▶ [Exercise]:
Among the entries below, how many lines contain the string "derive"? Reply with that number alone.

▶ [Supplied material]:

=-=-=

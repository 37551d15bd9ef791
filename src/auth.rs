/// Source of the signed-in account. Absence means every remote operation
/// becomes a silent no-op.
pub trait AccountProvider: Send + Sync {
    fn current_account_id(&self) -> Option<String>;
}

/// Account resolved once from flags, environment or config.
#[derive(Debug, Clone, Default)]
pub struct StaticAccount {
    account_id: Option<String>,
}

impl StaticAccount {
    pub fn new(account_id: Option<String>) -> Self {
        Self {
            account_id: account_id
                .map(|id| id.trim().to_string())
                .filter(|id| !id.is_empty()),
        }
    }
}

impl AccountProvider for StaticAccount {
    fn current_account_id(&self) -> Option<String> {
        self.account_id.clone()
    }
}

=-=-=

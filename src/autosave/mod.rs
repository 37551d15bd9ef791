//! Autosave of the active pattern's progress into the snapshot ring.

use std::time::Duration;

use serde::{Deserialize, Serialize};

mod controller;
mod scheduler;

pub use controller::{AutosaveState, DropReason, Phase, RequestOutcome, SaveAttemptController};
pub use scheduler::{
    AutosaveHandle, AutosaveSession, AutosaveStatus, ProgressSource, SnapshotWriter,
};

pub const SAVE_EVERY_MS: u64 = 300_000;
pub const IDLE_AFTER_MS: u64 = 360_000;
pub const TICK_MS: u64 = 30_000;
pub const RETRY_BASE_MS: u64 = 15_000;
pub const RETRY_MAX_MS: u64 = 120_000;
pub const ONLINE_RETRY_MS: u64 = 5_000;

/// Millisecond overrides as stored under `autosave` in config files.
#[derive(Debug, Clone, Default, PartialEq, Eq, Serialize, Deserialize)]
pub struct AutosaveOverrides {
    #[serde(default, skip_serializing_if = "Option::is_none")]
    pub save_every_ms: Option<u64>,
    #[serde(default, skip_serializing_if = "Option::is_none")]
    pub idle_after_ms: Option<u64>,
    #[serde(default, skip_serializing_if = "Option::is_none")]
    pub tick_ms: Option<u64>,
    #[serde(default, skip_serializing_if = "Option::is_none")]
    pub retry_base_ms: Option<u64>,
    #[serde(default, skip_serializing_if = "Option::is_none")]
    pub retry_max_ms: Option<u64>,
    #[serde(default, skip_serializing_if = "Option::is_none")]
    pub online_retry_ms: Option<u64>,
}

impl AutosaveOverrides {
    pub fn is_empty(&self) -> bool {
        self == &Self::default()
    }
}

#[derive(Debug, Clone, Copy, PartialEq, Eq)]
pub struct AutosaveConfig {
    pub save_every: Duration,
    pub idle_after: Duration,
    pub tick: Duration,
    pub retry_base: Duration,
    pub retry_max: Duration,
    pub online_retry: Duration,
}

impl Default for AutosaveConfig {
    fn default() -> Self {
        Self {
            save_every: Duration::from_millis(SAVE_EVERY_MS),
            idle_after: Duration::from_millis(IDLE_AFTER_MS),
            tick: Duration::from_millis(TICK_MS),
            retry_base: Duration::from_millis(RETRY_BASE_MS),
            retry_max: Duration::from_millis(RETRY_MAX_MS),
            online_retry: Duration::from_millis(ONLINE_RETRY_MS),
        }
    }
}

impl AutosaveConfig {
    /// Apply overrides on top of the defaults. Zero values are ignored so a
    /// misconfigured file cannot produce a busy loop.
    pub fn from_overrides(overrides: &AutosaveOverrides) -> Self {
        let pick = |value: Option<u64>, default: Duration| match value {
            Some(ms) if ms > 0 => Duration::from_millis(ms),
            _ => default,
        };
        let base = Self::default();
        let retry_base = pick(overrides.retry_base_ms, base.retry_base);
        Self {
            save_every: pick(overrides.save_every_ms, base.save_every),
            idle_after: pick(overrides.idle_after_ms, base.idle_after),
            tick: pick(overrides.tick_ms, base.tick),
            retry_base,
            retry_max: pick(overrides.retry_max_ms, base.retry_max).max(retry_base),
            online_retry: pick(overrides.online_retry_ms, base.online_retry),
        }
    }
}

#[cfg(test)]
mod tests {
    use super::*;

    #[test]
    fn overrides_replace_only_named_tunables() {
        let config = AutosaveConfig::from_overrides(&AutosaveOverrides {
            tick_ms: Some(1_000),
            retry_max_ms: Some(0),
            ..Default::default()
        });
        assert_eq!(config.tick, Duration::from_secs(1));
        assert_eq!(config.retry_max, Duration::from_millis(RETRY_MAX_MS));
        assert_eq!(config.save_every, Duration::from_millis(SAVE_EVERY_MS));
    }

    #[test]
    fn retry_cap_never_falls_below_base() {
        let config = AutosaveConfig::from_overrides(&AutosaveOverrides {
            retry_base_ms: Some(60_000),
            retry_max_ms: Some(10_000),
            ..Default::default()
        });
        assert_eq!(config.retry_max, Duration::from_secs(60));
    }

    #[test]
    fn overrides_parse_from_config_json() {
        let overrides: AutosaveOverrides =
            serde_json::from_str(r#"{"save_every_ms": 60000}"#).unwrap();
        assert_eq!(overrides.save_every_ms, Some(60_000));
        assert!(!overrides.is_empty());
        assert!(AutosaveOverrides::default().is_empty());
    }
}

=-=-=

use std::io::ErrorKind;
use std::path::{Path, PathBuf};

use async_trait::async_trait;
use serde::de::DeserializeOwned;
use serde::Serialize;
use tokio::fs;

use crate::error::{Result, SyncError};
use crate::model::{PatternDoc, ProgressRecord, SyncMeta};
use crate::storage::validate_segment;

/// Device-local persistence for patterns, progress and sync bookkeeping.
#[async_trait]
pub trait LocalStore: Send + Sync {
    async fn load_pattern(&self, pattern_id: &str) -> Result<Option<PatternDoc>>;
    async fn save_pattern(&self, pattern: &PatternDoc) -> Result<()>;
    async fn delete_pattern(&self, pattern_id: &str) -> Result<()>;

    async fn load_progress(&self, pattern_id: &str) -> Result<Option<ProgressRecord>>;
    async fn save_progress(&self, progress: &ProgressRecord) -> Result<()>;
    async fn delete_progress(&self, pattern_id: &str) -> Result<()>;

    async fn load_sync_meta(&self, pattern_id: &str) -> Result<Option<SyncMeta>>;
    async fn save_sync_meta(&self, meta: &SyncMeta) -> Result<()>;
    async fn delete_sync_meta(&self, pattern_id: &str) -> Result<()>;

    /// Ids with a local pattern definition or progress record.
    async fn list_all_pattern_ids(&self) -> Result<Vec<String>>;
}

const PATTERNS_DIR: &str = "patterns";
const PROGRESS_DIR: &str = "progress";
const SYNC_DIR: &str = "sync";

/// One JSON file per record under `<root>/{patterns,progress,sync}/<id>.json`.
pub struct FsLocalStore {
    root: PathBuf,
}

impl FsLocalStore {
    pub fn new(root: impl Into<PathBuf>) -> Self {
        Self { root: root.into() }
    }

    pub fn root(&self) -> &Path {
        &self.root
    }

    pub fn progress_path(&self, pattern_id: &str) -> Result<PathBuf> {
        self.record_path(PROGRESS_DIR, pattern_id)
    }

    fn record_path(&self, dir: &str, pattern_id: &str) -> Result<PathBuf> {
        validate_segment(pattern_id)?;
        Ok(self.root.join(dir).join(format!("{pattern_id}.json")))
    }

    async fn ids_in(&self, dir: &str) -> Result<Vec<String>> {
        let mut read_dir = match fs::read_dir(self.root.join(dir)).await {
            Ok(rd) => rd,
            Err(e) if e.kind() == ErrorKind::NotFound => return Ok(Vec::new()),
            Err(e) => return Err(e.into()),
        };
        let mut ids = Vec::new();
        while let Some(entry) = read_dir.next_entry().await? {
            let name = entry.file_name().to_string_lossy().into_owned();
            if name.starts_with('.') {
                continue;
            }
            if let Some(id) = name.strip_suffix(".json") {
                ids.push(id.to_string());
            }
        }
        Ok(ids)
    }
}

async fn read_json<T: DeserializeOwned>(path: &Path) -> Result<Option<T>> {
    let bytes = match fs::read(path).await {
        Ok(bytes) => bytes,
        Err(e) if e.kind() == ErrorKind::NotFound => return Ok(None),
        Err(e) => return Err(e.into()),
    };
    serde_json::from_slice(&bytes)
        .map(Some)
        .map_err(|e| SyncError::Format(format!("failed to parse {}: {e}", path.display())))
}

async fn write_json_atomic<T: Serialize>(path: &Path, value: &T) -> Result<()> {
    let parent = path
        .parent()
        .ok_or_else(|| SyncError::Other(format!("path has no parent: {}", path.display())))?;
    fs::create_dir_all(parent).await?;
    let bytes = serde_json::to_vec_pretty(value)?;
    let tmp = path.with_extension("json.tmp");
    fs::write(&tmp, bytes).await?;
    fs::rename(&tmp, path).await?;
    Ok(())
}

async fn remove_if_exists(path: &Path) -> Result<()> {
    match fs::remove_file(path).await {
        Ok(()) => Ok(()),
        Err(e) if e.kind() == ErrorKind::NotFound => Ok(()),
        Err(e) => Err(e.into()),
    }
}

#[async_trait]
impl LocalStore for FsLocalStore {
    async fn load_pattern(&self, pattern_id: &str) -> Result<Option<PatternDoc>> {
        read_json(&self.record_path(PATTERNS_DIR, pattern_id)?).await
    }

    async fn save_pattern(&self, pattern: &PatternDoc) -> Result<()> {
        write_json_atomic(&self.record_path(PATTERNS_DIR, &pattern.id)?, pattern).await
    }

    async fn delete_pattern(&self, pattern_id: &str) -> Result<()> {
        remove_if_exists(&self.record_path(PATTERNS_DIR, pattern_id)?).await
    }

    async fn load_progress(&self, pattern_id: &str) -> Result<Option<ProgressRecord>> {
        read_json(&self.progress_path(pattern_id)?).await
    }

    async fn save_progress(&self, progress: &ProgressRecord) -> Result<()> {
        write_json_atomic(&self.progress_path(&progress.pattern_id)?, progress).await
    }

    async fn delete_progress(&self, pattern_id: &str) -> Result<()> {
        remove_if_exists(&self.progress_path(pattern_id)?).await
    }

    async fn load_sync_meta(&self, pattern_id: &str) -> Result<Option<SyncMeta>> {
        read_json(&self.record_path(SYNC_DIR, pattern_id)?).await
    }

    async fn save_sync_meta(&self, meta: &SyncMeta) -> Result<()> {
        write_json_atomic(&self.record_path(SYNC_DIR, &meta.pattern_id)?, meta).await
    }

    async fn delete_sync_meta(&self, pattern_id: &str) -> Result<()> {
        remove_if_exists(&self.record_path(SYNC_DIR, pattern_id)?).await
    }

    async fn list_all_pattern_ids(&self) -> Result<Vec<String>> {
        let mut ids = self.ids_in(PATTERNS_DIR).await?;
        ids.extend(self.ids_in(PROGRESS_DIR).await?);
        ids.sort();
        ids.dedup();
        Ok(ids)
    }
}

=-=-=

▶ [Exercise answer]:
3